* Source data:
———

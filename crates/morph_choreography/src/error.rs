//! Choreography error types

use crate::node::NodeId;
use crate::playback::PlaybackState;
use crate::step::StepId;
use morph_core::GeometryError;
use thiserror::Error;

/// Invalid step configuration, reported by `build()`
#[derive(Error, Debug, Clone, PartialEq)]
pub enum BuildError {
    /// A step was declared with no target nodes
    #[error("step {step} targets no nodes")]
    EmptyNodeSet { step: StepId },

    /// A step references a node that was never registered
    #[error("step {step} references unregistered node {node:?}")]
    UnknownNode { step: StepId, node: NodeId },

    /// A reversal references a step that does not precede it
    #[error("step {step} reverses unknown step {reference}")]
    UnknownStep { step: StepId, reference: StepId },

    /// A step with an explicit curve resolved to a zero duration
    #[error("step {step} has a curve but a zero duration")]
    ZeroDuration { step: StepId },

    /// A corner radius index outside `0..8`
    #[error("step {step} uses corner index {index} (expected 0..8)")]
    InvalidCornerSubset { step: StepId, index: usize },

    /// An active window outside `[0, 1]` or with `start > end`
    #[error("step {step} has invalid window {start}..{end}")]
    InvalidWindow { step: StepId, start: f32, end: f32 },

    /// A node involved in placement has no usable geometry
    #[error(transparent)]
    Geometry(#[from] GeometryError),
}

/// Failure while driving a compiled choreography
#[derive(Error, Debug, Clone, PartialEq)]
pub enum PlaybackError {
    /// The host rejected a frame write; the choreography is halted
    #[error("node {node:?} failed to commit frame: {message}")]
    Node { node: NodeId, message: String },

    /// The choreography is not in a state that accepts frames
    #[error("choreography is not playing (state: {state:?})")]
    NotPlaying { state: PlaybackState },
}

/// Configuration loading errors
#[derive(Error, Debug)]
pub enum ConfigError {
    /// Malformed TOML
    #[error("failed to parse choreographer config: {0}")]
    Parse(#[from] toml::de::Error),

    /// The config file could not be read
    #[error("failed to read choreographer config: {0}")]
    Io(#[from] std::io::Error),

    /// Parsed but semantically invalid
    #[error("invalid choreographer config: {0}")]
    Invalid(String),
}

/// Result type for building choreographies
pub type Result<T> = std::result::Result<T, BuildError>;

———

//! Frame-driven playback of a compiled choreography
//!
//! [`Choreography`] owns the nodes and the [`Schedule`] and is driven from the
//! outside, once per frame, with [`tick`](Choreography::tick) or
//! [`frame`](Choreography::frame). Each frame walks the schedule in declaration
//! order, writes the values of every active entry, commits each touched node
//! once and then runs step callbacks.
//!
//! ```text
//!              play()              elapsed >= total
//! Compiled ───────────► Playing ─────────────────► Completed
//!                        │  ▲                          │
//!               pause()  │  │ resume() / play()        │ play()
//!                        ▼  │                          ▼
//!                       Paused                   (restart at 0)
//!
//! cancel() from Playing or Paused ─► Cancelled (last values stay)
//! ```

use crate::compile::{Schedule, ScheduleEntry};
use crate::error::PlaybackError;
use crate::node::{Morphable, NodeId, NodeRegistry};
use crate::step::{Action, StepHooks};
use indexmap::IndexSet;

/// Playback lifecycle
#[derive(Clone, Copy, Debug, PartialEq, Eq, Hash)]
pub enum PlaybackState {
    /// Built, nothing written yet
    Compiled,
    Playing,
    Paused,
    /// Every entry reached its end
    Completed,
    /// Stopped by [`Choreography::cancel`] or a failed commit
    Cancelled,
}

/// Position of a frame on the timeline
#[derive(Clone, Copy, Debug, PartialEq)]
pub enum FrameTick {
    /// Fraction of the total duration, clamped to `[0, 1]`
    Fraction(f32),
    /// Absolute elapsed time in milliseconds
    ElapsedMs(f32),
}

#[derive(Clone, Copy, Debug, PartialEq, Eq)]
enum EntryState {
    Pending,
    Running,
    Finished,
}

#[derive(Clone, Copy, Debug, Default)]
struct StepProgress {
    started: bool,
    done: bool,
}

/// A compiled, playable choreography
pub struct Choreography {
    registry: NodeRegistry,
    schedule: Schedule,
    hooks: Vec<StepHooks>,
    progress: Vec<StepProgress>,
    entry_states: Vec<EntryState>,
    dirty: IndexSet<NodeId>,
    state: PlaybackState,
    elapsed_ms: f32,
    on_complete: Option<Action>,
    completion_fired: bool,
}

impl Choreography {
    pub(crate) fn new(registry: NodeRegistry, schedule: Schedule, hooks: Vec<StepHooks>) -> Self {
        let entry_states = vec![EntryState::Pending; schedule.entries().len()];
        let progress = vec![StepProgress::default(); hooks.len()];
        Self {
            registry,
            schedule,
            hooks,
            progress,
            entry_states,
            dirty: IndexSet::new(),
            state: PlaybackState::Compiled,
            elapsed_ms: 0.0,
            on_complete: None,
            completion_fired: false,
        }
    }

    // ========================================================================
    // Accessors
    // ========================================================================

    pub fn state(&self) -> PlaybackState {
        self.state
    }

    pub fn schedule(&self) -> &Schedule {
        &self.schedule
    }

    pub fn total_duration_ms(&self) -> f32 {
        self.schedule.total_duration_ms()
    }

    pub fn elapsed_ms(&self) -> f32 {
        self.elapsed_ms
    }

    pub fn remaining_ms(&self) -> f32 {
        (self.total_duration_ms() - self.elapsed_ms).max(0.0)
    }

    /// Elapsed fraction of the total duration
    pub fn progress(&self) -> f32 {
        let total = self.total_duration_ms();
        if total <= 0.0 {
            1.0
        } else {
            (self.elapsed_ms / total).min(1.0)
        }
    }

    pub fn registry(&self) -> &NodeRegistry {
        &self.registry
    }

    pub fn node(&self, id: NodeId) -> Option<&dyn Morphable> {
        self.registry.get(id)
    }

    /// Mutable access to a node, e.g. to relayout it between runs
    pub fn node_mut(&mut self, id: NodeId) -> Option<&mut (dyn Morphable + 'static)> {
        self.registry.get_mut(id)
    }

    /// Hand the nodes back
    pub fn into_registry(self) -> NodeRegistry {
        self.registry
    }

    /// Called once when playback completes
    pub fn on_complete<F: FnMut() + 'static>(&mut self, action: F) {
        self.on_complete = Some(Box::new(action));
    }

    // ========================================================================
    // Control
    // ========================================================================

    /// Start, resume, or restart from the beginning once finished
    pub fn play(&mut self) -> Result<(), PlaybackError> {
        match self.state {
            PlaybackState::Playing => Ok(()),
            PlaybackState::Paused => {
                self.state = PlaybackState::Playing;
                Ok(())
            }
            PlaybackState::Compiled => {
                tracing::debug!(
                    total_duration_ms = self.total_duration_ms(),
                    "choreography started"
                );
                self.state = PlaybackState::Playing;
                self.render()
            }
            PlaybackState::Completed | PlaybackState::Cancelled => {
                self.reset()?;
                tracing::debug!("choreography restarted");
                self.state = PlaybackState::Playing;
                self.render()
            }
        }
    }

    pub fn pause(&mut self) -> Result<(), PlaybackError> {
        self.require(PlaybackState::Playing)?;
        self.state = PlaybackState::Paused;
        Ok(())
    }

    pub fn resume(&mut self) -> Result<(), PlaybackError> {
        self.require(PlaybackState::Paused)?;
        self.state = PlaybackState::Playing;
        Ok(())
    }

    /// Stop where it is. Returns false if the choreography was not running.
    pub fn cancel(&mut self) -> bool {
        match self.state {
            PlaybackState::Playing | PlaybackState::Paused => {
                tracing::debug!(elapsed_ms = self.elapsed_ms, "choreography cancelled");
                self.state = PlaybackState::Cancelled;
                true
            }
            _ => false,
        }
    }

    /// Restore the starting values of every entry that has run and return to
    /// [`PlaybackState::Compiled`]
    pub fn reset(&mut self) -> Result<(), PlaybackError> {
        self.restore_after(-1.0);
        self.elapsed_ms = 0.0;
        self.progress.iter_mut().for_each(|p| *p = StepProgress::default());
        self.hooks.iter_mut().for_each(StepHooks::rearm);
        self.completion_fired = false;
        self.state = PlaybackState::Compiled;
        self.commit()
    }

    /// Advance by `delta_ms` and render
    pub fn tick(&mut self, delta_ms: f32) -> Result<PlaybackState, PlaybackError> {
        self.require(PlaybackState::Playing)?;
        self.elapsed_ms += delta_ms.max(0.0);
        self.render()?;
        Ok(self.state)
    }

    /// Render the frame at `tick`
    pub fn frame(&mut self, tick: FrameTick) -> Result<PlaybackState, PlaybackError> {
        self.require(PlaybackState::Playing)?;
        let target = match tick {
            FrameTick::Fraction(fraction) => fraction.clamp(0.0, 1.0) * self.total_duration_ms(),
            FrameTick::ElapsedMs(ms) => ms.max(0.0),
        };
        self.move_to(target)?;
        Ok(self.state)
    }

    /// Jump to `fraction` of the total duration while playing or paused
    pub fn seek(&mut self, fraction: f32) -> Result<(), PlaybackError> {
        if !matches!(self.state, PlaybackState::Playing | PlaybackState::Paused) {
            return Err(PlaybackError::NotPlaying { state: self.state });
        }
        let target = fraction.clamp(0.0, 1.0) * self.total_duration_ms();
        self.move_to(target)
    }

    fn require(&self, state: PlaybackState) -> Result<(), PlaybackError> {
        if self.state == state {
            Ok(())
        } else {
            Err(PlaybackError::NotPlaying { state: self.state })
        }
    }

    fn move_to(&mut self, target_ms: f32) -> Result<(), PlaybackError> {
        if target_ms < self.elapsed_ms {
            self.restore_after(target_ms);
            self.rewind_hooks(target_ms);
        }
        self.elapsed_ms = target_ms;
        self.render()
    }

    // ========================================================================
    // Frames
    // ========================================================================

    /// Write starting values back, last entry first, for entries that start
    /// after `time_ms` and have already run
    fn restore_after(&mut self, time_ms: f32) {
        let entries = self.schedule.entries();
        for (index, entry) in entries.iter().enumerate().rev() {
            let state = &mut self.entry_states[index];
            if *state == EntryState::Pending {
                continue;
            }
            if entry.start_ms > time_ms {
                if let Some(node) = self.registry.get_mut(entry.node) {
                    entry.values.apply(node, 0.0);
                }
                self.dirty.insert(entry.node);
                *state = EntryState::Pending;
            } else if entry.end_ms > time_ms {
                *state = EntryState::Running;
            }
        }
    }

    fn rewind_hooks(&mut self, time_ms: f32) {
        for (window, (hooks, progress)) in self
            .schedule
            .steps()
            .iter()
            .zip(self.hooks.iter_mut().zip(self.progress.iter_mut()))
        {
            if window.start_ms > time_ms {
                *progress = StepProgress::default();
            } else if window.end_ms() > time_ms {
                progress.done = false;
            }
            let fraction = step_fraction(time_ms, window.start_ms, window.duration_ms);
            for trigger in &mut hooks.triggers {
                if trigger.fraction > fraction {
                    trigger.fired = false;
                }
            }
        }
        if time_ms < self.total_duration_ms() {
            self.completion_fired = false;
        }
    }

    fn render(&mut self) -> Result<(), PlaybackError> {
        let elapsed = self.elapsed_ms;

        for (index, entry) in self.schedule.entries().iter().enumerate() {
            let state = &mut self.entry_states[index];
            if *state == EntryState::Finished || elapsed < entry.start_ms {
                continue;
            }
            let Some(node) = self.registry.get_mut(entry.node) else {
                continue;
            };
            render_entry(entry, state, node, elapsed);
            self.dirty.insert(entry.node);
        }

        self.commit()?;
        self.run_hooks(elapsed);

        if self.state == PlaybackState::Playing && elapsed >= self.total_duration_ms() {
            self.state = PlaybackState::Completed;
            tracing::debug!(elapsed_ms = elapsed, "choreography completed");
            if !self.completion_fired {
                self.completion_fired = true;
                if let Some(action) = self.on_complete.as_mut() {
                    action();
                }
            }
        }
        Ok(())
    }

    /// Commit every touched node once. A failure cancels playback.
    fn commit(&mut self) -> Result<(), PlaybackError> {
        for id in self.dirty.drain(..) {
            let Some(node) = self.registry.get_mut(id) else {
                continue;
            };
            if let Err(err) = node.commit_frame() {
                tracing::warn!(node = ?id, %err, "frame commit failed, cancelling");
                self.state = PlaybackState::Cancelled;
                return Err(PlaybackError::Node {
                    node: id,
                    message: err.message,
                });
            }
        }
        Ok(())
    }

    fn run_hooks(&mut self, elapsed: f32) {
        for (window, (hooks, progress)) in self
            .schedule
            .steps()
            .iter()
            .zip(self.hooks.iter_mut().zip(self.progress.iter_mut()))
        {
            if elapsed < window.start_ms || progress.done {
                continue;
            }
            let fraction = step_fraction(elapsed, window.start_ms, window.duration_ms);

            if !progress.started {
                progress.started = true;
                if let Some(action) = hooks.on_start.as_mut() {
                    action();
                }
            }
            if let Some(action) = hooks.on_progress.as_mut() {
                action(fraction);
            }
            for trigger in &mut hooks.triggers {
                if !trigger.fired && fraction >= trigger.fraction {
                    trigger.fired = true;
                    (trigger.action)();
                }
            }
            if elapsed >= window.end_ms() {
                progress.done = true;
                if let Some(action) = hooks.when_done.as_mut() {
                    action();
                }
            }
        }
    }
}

———

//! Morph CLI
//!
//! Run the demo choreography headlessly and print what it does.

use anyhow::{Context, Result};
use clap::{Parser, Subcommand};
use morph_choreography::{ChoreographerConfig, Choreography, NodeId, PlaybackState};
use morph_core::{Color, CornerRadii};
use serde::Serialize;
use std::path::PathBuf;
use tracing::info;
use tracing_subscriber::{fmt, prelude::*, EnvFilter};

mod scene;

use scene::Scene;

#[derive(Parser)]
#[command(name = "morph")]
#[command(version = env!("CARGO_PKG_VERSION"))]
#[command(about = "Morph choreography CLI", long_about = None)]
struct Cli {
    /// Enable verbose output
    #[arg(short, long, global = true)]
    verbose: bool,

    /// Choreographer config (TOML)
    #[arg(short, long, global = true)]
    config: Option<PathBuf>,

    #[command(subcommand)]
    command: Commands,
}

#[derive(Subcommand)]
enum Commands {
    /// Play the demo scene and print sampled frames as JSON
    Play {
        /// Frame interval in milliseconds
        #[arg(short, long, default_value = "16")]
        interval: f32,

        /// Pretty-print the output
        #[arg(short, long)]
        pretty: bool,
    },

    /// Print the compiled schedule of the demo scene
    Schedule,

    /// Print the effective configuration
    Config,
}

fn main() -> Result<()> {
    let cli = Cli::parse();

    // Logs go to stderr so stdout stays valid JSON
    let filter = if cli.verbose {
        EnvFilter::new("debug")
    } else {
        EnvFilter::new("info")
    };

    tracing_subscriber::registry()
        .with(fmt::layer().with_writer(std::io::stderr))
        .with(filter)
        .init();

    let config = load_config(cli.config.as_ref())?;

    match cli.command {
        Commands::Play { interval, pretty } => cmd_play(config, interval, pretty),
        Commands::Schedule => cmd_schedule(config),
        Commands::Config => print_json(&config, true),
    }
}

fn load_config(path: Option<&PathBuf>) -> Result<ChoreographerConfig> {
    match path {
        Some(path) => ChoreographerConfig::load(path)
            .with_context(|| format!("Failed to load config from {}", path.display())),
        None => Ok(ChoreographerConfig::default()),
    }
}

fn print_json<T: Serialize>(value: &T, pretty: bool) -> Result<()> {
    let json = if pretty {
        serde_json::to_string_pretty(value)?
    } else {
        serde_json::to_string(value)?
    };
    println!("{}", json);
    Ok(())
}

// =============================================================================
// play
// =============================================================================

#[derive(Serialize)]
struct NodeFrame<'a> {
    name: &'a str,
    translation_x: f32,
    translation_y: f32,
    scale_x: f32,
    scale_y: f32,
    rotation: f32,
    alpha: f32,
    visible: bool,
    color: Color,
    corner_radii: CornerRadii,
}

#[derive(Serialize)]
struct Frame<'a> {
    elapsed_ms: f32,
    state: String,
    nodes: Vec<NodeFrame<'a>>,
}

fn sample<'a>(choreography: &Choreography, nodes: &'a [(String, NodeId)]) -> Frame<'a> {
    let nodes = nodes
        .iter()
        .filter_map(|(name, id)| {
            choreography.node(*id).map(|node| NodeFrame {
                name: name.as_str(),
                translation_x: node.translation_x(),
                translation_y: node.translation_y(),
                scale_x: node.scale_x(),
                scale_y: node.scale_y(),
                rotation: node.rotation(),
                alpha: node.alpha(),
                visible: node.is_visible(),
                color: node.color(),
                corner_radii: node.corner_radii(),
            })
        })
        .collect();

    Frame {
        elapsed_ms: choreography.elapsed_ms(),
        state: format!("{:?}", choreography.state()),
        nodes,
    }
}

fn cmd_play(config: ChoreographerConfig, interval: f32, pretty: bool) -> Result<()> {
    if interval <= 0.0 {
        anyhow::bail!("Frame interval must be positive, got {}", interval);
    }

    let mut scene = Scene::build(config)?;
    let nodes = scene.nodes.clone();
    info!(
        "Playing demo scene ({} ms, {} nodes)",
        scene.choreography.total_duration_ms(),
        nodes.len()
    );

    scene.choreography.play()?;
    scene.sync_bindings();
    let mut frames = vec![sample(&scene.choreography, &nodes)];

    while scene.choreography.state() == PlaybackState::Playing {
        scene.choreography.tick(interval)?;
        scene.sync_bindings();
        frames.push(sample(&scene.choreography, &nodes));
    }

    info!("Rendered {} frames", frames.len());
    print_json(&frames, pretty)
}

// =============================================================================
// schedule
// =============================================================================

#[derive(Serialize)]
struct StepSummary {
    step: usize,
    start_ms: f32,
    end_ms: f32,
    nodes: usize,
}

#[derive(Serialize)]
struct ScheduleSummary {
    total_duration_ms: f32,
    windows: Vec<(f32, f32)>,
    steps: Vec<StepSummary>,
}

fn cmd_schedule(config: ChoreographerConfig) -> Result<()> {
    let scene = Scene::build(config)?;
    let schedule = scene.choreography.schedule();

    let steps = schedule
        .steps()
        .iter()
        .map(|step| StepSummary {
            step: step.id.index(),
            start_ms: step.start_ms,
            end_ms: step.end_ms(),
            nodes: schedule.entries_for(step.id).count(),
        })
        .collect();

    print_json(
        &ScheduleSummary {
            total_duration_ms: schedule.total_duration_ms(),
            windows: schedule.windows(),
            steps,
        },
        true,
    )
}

———

* Task requirements: Would you state how many lines of the data above hold the string "while"? Reply with the number alone.

* Output: 3